• [WORK ITEM]:
Would you retype all of these records exactly?

Collected data:
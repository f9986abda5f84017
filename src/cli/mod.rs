//! CLI command definitions and handlers

mod ccs;
mod detect;
mod probe;
mod tokens;

use anyhow::Result;
use clap::{Args, Parser, Subcommand};
use context_architect::probe::DEFAULT_BATCH_SIZE;
use context_architect::project::AnalysisOptions;
use std::path::PathBuf;

/// Parse and validate the probe batch size (at least 1)
fn parse_batch_size(s: &str) -> Result<usize, String> {
    let n: usize = s
        .parse()
        .map_err(|_| format!("'{}' is not a valid number", s))?;
    if n == 0 {
        Err("batch size must be at least 1".to_string())
    } else {
        Ok(n)
    }
}

/// Context Architect - audit AI-agent context files
#[derive(Parser, Debug)]
#[command(name = "context-architect")]
#[command(
    version,
    about = "Audit CLAUDE.md context files and their linked docs for over-specification",
    after_help = "\
Exit codes:
  0  clean
  1  issues found (score > 0 or findings present)
  2  usage or I/O error

Examples:
  context-architect ccs-score .                          Score the current project
  context-architect detect-antipatterns --phase links    Check link integrity
  context-architect knowledge-probe --extract --batch    Build redundancy probe prompts
  context-architect token-estimate --format text         Human-readable token count"
)]
pub struct Cli {
    /// Log level (error, warn, info, debug, trace); RUST_LOG takes precedence
    #[arg(long, global = true, default_value = "warn", value_parser = ["error", "warn", "info", "debug", "trace"])]
    pub log_level: String,

    #[command(subcommand)]
    pub command: Commands,
}

/// Flags shared by every subcommand
#[derive(Args, Debug, Clone)]
pub struct CommonArgs {
    /// Context file relative to the project root (overrides config)
    #[arg(long)]
    pub context_file: Option<String>,

    /// Output format: json or text
    #[arg(long, short = 'f', default_value = "json", value_parser = ["json", "text"])]
    pub format: String,
}

impl CommonArgs {
    fn options(&self) -> AnalysisOptions {
        AnalysisOptions {
            context_file: self.context_file.clone(),
            ..AnalysisOptions::default()
        }
    }
}

#[derive(Subcommand, Debug)]
pub enum Commands {
    /// Compute the Context Complexity Score (exit 1 if the score is above 0)
    CcsScore {
        /// Project root
        #[arg(value_name = "ROOT")]
        path: Option<PathBuf>,

        /// Project root (alternative to the positional argument)
        #[arg(long, conflicts_with = "path")]
        root: Option<PathBuf>,

        #[command(flatten)]
        common: CommonArgs,
    },

    /// Run one anti-pattern detection phase (exit 1 if anything is found)
    DetectAntipatterns {
        /// Phase to run
        #[arg(long, default_value = "structure", value_parser = ["structure", "docs", "links"])]
        phase: String,

        /// Project root
        #[arg(long, default_value = ".")]
        root: PathBuf,

        #[command(flatten)]
        common: CommonArgs,
    },

    /// Extract directive statements for redundancy probing
    KnowledgeProbe {
        /// Project root
        #[arg(long, default_value = ".")]
        root: PathBuf,

        /// Extract statements from the context file
        #[arg(long, required = true)]
        extract: bool,

        /// Group statements into probe prompts
        #[arg(long, conflicts_with = "questions")]
        batch: bool,

        /// Rephrase statements as neutral probe questions
        #[arg(long)]
        questions: bool,

        /// Statements per probe prompt
        #[arg(long, default_value_t = DEFAULT_BATCH_SIZE, value_parser = parse_batch_size)]
        batch_size: usize,

        #[command(flatten)]
        common: CommonArgs,
    },

    /// Estimate tokens for the context file and its linked docs
    TokenEstimate {
        /// Project root
        #[arg(long, default_value = ".")]
        root: PathBuf,

        #[command(flatten)]
        common: CommonArgs,
    },
}

/// What `knowledge-probe` prints
#[derive(Debug, Clone, Copy, PartialEq, Eq)]
pub enum ProbeOutput {
    Statements,
    Batches(usize),
    Questions,
}

/// Run the selected command and return the process exit code
pub fn run(cli: Cli) -> Result<i32> {
    match cli.command {
        Commands::CcsScore { path, root, common } => {
            let root = root.or(path).unwrap_or_else(|| PathBuf::from("."));
            ccs::run(&root, &common.options(), &common.format)
        }

        Commands::DetectAntipatterns {
            phase,
            root,
            common,
        } => detect::run(&root, &phase, &common.options(), &common.format),

        Commands::KnowledgeProbe {
            root,
            extract: _,
            batch,
            questions,
            batch_size,
            common,
        } => {
            let output = if batch {
                ProbeOutput::Batches(batch_size)
            } else if questions {
                ProbeOutput::Questions
            } else {
                ProbeOutput::Statements
            };
            probe::run(&root, output, &common.options(), &common.format)
        }

        Commands::TokenEstimate { root, common } => {
            tokens::run(&root, &common.options(), &common.format)
        }
    }
}

#[cfg(test)]
mod tests {
    use super::*;
    use clap::CommandFactory;

    #[test]
    fn test_cli_definition_is_valid() {
        Cli::command().debug_assert();
    }

    #[test]
    fn test_ccs_root_positional_or_flag() {
        let cli = Cli::try_parse_from(["context-architect", "ccs-score", "proj"]).unwrap();
        assert!(matches!(cli.command, Commands::CcsScore { path: Some(_), root: None, .. }));

        let cli = Cli::try_parse_from(["context-architect", "ccs-score", "--root", "proj"]).unwrap();
        assert!(matches!(cli.command, Commands::CcsScore { path: None, root: Some(_), .. }));
    }

    #[test]
    fn test_invalid_phase_rejected() {
        let err = Cli::try_parse_from([
            "context-architect",
            "detect-antipatterns",
            "--phase",
            "bogus",
        ])
        .unwrap_err();
        let msg = err.to_string();
        assert!(msg.contains("structure") && msg.contains("docs") && msg.contains("links"));
    }

    #[test]
    fn test_probe_requires_extract() {
        let err = Cli::try_parse_from(["context-architect", "knowledge-probe"]).unwrap_err();
        assert!(err.to_string().contains("--extract"));
    }

    #[test]
    fn test_batch_and_questions_conflict() {
        assert!(Cli::try_parse_from([
            "context-architect",
            "knowledge-probe",
            "--extract",
            "--batch",
            "--questions",
        ])
        .is_err());
    }

    #[test]
    fn test_zero_batch_size_rejected() {
        assert!(parse_batch_size("0").is_err());
        assert_eq!(parse_batch_size("3"), Ok(3));
    }
}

• [RESPONSE BOX]:
repository f9986abda5f84017
filename src/cli/mod.rs
//! CLI command definitions and handlers

mod ccs;
mod detect;
mod probe;
mod tokens;

use anyhow::Result;
use clap::{Args, Parser, Subcommand};
use context_architect::probe::DEFAULT_BATCH_SIZE;
use context_architect::project::AnalysisOptions;
use std::path::PathBuf;

/// Parse and validate the probe batch size (at least 1)
fn parse_batch_size(s: &str) -> Result<usize, String> {
    let n: usize = s
        .parse()
        .map_err(|_| format!("'{}' is not a valid number", s))?;
    if n == 0 {
        Err("batch size must be at least 1".to_string())
    } else {
        Ok(n)
    }
}

/// Context Architect - audit AI-agent context files
#[derive(Parser, Debug)]
#[command(name = "context-architect")]
#[command(
    version,
    about = "Audit CLAUDE.md context files and their linked docs for over-specification",
    after_help = "\
Exit codes:
  0  clean
  1  issues found (score > 0 or findings present)
  2  usage or I/O error

Examples:
  context-architect ccs-score .                          Score the current project
  context-architect detect-antipatterns --phase links    Check link integrity
  context-architect knowledge-probe --extract --batch    Build redundancy probe prompts
  context-architect token-estimate --format text         Human-readable token count"
)]
pub struct Cli {
    /// Log level (error, warn, info, debug, trace); RUST_LOG takes precedence
    #[arg(long, global = true, default_value = "warn", value_parser = ["error", "warn", "info", "debug", "trace"])]
    pub log_level: String,

    #[command(subcommand)]
    pub command: Commands,
}

/// Flags shared by every subcommand
#[derive(Args, Debug, Clone)]
pub struct CommonArgs {
    /// Context file relative to the project root (overrides config)
    #[arg(long)]
    pub context_file: Option<String>,

    /// Output format: json or text
    #[arg(long, short = 'f', default_value = "json", value_parser = ["json", "text"])]
    pub format: String,
}

impl CommonArgs {
    fn options(&self) -> AnalysisOptions {
        AnalysisOptions {
            context_file: self.context_file.clone(),
            ..AnalysisOptions::default()
        }
    }
}

#[derive(Subcommand, Debug)]
pub enum Commands {
    /// Compute the Context Complexity Score (exit 1 if the score is above 0)
    CcsScore {
        /// Project root
        #[arg(value_name = "ROOT")]
        path: Option<PathBuf>,

        /// Project root (alternative to the positional argument)
        #[arg(long, conflicts_with = "path")]
        root: Option<PathBuf>,

        #[command(flatten)]
        common: CommonArgs,
    },

    /// Run one anti-pattern detection phase (exit 1 if anything is found)
    DetectAntipatterns {
        /// Phase to run
        #[arg(long, default_value = "structure", value_parser = ["structure", "docs", "links"])]
        phase: String,

        /// Project root
        #[arg(long, default_value = ".")]
        root: PathBuf,

        #[command(flatten)]
        common: CommonArgs,
    },

    /// Extract directive statements for redundancy probing
    KnowledgeProbe {
        /// Project root
        #[arg(long, default_value = ".")]
        root: PathBuf,

        /// Extract statements from the context file
        #[arg(long, required = true)]
        extract: bool,

        /// Group statements into probe prompts
        #[arg(long, conflicts_with = "questions")]
        batch: bool,

        /// Rephrase statements as neutral probe questions
        #[arg(long)]
        questions: bool,

        /// Statements per probe prompt
        #[arg(long, default_value_t = DEFAULT_BATCH_SIZE, value_parser = parse_batch_size)]
        batch_size: usize,

        #[command(flatten)]
        common: CommonArgs,
    },

    /// Estimate tokens for the context file and its linked docs
    TokenEstimate {
        /// Project root
        #[arg(long, default_value = ".")]
        root: PathBuf,

        #[command(flatten)]
        common: CommonArgs,
    },
}

/// What `knowledge-probe` prints
#[derive(Debug, Clone, Copy, PartialEq, Eq)]
pub enum ProbeOutput {
    Statements,
    Batches(usize),
    Questions,
}

/// Run the selected command and return the process exit code
pub fn run(cli: Cli) -> Result<i32> {
    match cli.command {
        Commands::CcsScore { path, root, common } => {
            let root = root.or(path).unwrap_or_else(|| PathBuf::from("."));
            ccs::run(&root, &common.options(), &common.format)
        }

        Commands::DetectAntipatterns {
            phase,
            root,
            common,
        } => detect::run(&root, &phase, &common.options(), &common.format),

        Commands::KnowledgeProbe {
            root,
            extract: _,
            batch,
            questions,
            batch_size,
            common,
        } => {
            let output = if batch {
                ProbeOutput::Batches(batch_size)
            } else if questions {
                ProbeOutput::Questions
            } else {
                ProbeOutput::Statements
            };
            probe::run(&root, output, &common.options(), &common.format)
        }

        Commands::TokenEstimate { root, common } => {
            tokens::run(&root, &common.options(), &common.format)
        }
    }
}

#[cfg(test)]
mod tests {
    use super::*;
    use clap::CommandFactory;

    #[test]
    fn test_cli_definition_is_valid() {
        Cli::command().debug_assert();
    }

    #[test]
    fn test_ccs_root_positional_or_flag() {
        let cli = Cli::try_parse_from(["context-architect", "ccs-score", "proj"]).unwrap();
        assert!(matches!(cli.command, Commands::CcsScore { path: Some(_), root: None, .. }));

        let cli = Cli::try_parse_from(["context-architect", "ccs-score", "--root", "proj"]).unwrap();
        assert!(matches!(cli.command, Commands::CcsScore { path: None, root: Some(_), .. }));
    }

    #[test]
    fn test_invalid_phase_rejected() {
        let err = Cli::try_parse_from([
            "context-architect",
            "detect-antipatterns",
            "--phase",
            "bogus",
        ])
        .unwrap_err();
        let msg = err.to_string();
        assert!(msg.contains("structure") && msg.contains("docs") && msg.contains("links"));
    }

    #[test]
    fn test_probe_requires_extract() {
        let err = Cli::try_parse_from(["context-architect", "knowledge-probe"]).unwrap_err();
        assert!(err.to_string().contains("--extract"));
    }

    #[test]
    fn test_batch_and_questions_conflict() {
        assert!(Cli::try_parse_from([
            "context-architect",
            "knowledge-probe",
            "--extract",
            "--batch",
            "--questions",
        ])
        .is_err());
    }

    #[test]
    fn test_zero_batch_size_rejected() {
        assert!(parse_batch_size("0").is_err());
        assert_eq!(parse_batch_size("3"), Ok(3));
    }
}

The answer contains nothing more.